_Stored data entries:_
-.-.-
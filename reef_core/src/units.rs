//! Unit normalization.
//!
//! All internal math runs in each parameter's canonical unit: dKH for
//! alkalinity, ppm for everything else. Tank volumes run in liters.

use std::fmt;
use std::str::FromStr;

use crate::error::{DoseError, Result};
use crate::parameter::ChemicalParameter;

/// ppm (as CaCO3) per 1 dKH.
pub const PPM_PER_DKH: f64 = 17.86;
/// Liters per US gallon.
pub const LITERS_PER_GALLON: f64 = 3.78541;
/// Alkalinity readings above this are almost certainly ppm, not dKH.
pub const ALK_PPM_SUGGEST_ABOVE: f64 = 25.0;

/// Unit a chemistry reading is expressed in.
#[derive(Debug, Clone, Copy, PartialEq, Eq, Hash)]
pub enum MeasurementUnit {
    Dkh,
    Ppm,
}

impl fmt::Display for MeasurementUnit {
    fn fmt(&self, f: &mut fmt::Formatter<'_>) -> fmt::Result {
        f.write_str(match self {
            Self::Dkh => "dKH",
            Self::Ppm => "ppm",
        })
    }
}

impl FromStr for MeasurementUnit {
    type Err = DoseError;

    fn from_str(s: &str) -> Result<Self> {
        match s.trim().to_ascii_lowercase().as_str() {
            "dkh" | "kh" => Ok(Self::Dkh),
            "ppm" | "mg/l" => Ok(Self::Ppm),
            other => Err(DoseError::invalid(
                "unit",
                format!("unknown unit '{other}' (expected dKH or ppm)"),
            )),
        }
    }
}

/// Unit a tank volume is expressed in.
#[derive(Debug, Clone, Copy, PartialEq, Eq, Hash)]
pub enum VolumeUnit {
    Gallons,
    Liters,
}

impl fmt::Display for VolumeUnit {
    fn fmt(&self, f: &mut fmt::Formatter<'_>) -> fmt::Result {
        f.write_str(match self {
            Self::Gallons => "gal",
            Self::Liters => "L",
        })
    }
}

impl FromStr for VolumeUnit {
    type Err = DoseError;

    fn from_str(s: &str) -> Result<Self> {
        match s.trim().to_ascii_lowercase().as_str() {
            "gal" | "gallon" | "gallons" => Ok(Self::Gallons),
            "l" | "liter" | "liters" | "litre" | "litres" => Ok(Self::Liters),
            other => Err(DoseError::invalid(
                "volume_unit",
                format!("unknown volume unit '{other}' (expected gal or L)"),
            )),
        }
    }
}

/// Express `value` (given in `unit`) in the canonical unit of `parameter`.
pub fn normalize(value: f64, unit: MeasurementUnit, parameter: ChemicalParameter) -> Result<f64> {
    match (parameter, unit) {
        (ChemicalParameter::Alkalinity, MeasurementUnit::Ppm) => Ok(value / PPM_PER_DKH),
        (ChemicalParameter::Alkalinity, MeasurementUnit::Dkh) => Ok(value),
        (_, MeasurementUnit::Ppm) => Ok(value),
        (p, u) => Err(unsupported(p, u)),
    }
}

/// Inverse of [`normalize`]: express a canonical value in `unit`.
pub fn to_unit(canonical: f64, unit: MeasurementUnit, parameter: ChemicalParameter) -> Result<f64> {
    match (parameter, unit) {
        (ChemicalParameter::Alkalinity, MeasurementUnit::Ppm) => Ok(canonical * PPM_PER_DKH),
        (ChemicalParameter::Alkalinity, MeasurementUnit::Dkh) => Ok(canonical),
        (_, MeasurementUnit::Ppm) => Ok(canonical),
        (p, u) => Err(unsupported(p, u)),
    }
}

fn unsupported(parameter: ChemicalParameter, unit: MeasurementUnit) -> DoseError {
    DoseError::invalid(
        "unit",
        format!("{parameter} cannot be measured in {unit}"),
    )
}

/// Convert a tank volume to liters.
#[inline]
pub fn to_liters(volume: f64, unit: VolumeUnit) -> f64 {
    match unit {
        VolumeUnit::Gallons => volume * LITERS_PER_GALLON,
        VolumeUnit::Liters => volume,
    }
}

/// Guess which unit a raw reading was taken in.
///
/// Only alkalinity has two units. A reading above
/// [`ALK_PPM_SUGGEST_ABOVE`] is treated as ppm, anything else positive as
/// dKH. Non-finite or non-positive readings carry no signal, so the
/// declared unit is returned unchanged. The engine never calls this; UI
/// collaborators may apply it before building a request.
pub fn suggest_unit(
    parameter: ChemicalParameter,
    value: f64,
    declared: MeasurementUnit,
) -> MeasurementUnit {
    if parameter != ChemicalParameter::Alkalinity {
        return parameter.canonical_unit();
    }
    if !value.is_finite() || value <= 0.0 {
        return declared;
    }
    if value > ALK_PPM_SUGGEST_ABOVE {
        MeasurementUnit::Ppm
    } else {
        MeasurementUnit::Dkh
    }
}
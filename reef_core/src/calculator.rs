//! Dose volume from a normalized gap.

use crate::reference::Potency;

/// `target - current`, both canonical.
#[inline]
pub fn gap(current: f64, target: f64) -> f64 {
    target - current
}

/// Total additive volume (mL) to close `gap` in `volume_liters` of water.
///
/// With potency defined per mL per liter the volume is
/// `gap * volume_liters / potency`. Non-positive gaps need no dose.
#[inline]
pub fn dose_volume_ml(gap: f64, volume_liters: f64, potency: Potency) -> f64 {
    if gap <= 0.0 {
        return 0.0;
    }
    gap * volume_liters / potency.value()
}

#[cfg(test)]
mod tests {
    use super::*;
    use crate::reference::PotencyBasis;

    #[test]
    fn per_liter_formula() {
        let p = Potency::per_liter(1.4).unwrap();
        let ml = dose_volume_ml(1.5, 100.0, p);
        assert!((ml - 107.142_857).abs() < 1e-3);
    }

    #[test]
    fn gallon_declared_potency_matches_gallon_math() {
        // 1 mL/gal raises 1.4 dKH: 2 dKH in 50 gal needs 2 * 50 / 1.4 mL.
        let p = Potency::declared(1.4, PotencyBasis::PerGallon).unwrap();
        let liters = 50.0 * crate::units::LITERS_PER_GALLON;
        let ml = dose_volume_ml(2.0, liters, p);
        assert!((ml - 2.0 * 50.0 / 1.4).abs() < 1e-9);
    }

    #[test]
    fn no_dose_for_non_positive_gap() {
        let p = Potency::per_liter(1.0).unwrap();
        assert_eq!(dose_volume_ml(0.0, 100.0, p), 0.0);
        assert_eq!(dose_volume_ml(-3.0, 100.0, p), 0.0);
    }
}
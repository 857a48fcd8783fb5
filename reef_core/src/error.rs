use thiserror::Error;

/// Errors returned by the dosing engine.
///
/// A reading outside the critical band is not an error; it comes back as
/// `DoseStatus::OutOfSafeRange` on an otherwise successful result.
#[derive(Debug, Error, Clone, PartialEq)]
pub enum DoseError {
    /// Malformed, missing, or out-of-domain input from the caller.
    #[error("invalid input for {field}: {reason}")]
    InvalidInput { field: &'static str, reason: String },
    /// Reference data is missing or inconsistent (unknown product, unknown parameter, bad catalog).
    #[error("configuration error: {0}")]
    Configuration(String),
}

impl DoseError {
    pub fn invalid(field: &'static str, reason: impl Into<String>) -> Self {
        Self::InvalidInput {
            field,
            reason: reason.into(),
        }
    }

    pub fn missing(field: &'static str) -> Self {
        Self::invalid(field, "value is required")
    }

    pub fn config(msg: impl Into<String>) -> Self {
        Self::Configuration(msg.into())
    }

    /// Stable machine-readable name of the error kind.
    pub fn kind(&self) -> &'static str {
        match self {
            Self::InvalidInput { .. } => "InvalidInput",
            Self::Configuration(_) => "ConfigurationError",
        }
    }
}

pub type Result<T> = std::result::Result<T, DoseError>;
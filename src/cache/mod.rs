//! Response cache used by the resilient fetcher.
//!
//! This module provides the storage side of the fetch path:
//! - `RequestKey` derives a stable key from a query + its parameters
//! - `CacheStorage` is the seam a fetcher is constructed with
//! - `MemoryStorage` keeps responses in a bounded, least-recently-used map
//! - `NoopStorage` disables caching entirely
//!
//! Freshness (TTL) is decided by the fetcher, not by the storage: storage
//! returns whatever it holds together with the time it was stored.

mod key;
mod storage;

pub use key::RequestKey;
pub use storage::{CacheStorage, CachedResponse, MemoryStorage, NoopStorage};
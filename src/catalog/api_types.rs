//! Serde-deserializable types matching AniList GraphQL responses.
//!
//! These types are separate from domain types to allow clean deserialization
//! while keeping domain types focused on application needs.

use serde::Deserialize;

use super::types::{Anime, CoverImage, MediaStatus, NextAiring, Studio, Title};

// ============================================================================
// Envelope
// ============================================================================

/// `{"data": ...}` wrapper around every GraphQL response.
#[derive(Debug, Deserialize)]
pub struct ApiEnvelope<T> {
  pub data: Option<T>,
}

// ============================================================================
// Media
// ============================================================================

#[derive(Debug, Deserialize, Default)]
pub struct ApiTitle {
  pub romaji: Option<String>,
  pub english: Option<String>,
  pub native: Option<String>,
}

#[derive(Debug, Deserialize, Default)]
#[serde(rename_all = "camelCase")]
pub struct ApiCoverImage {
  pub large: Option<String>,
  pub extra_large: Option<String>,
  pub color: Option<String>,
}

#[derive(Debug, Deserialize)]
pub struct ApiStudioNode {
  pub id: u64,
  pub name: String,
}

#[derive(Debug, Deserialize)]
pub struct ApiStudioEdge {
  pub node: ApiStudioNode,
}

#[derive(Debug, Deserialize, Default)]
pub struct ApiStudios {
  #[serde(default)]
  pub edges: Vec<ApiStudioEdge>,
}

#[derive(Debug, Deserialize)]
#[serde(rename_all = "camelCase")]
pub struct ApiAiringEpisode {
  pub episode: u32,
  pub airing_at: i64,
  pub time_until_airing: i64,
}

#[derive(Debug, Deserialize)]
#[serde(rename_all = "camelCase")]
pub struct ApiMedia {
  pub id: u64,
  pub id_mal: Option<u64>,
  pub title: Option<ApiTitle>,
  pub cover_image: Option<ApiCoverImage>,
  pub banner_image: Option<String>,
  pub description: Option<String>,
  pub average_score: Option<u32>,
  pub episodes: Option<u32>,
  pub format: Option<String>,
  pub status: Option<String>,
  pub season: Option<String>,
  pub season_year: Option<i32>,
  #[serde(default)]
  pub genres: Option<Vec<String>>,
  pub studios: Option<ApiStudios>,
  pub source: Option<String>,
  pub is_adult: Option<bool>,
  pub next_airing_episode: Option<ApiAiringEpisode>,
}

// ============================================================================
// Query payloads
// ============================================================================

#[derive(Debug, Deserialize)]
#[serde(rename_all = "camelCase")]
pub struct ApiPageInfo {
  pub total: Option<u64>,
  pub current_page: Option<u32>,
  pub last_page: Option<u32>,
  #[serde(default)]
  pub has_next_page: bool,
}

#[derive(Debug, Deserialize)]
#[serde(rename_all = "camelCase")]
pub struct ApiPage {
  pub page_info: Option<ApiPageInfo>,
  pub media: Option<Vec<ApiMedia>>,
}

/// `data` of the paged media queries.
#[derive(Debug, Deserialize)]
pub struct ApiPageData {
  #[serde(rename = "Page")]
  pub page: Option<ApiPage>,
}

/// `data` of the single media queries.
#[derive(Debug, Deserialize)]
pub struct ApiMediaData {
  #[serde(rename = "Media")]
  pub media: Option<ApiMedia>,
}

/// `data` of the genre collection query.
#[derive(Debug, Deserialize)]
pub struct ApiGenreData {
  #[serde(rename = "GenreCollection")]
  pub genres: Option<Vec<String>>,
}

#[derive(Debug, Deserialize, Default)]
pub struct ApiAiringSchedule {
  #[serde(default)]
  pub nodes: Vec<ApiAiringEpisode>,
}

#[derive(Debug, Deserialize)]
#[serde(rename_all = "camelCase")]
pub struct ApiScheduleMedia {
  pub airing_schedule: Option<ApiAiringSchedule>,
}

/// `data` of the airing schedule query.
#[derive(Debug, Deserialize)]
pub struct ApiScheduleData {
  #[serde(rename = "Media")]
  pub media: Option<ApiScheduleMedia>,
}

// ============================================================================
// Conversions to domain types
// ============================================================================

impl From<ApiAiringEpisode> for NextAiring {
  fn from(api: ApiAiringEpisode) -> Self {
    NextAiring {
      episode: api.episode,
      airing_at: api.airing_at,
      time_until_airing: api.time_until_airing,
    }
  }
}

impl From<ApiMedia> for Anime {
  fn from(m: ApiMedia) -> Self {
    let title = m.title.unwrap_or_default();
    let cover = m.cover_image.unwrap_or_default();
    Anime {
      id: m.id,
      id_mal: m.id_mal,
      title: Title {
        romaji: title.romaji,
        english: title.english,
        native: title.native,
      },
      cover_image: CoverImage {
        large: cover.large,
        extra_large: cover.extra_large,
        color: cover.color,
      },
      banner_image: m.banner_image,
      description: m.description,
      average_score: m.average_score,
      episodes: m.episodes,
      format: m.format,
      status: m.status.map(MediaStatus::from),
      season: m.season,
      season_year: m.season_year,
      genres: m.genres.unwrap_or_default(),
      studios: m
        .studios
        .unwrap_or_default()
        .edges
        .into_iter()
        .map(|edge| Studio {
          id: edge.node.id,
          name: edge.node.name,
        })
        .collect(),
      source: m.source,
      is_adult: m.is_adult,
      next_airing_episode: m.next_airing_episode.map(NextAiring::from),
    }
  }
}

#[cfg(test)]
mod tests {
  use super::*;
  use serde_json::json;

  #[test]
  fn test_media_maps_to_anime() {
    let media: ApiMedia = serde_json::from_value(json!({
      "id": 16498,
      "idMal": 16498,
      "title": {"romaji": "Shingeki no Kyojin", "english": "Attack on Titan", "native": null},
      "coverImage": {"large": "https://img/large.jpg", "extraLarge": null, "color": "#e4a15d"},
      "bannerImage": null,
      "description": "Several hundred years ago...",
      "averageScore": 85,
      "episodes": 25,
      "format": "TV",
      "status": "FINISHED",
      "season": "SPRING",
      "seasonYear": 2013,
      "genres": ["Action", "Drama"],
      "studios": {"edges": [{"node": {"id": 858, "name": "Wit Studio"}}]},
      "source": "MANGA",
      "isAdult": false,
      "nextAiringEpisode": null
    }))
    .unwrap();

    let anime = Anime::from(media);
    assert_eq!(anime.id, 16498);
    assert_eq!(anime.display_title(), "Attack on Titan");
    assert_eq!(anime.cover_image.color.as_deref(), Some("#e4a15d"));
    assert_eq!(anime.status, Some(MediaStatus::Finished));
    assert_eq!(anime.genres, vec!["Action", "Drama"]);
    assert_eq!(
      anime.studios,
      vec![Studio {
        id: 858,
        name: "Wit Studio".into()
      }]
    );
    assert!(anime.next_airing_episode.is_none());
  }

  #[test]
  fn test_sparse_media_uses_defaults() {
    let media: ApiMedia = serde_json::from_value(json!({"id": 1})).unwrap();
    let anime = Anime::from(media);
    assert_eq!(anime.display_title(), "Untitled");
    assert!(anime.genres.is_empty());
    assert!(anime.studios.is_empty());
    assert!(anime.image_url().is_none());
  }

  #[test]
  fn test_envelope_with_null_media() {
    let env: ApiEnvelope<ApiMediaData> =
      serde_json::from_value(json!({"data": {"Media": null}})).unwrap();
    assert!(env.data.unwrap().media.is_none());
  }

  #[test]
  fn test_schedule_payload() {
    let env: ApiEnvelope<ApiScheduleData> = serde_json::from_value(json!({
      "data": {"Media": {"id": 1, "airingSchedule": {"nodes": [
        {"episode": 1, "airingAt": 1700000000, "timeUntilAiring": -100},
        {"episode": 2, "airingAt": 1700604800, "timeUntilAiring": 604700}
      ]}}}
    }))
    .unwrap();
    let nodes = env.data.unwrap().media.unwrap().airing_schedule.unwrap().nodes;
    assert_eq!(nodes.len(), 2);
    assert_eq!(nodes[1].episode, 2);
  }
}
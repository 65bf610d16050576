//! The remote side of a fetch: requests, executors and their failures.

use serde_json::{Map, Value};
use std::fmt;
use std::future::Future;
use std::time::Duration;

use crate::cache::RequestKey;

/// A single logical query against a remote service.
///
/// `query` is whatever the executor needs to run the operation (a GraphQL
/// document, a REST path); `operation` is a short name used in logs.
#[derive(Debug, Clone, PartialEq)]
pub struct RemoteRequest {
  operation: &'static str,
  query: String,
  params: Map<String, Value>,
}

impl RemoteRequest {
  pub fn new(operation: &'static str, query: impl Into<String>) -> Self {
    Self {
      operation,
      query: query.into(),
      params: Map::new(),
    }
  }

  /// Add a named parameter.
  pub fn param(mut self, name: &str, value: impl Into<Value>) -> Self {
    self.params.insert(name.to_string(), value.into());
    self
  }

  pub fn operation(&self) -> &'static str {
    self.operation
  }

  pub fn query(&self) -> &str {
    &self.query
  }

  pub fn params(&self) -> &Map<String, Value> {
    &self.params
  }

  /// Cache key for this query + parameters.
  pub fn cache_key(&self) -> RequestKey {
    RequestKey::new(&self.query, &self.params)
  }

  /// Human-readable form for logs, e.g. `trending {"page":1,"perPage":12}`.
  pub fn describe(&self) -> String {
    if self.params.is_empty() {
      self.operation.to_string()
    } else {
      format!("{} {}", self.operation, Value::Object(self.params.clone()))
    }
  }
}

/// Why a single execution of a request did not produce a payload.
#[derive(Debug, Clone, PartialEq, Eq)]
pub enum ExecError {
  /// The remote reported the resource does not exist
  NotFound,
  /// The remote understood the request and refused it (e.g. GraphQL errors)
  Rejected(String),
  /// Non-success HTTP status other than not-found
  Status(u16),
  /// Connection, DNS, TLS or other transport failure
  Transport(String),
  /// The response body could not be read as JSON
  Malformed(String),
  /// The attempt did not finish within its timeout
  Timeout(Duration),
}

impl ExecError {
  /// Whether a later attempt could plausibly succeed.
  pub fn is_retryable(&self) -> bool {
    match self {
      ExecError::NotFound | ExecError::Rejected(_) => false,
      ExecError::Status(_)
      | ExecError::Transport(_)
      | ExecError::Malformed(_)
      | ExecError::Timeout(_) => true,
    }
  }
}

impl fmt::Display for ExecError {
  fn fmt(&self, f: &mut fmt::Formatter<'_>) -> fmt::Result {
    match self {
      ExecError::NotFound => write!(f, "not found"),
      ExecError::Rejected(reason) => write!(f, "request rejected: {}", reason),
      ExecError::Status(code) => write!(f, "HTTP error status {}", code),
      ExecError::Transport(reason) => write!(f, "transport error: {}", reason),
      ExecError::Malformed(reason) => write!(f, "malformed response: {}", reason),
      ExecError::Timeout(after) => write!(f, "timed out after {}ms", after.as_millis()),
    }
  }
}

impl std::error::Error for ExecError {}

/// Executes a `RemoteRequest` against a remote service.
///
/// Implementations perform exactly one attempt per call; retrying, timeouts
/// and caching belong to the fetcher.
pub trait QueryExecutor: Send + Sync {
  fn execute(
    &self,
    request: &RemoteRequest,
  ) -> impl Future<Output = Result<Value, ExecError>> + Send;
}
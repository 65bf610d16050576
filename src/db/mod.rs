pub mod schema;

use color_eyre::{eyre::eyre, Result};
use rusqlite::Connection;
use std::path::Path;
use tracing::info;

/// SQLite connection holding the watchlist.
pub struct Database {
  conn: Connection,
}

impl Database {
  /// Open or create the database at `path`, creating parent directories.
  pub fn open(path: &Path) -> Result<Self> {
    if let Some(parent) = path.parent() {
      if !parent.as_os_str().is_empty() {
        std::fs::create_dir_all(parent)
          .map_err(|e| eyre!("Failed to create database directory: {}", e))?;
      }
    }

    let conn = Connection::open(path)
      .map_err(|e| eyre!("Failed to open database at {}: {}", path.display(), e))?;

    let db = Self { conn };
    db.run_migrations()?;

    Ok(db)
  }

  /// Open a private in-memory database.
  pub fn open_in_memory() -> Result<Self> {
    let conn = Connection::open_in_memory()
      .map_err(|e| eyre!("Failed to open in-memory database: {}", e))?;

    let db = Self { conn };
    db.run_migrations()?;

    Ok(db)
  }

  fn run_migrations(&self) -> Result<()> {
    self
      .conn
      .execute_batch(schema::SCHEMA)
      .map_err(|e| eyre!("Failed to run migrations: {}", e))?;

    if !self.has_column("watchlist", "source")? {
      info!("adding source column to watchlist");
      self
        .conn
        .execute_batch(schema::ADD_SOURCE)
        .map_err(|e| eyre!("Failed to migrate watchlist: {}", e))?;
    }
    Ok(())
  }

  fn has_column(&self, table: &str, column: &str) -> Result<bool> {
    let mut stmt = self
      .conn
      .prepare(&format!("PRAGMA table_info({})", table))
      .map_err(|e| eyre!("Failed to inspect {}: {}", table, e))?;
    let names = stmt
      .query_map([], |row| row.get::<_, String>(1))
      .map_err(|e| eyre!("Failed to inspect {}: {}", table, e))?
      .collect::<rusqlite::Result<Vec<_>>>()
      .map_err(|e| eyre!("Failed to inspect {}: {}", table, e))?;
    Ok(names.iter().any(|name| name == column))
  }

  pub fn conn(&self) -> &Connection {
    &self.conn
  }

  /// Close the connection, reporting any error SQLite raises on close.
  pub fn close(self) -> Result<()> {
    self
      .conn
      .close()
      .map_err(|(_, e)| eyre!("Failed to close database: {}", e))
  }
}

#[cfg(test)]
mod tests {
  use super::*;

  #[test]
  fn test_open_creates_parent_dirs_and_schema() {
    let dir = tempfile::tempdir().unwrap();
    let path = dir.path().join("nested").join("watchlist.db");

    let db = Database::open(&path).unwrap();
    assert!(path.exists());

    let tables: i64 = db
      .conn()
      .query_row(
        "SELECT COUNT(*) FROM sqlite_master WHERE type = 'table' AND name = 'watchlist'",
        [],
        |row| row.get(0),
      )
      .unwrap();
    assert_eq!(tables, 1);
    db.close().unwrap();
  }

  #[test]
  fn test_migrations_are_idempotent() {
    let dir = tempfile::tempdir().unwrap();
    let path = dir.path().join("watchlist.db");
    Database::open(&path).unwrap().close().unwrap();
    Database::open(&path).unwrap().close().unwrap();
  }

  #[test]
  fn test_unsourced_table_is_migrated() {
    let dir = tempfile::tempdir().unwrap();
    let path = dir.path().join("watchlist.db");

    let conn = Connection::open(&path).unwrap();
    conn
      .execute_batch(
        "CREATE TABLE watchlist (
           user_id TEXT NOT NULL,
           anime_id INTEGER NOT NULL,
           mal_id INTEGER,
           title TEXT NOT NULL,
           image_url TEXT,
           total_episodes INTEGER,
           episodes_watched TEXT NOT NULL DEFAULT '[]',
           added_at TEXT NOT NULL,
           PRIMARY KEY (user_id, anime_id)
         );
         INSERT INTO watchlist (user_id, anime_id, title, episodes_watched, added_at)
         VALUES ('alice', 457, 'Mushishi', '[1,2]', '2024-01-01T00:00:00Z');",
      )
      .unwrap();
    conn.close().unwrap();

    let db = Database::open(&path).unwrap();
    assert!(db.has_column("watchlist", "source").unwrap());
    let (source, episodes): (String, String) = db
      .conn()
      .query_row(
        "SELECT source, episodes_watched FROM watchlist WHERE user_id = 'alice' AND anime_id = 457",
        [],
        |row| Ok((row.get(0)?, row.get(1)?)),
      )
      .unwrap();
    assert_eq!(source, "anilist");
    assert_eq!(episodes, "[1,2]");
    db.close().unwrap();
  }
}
-.-.-
_What to work on:_ What you return should be exactly the lines above, starting at the one with "f64, potency: Potency)" and ending at the one with "50 / 1.4 mL.", and nothing else.

_Completed exercise:_
pub fn dose_volume_ml(gap: f64, volume_liters: f64, potency: Potency) -> f64 {
    if gap <= 0.0 {
        return 0.0;
    }
    gap * volume_liters / potency.value()
}

#[cfg(test)]
mod tests {
    use super::*;
    use crate::reference::PotencyBasis;

    #[test]
    fn per_liter_formula() {
        let p = Potency::per_liter(1.4).unwrap();
        let ml = dose_volume_ml(1.5, 100.0, p);
        assert!((ml - 107.142_857).abs() < 1e-3);
    }

    #[test]
    fn gallon_declared_potency_matches_gallon_math() {
        // 1 mL/gal raises 1.4 dKH: 2 dKH in 50 gal needs 2 * 50 / 1.4 mL.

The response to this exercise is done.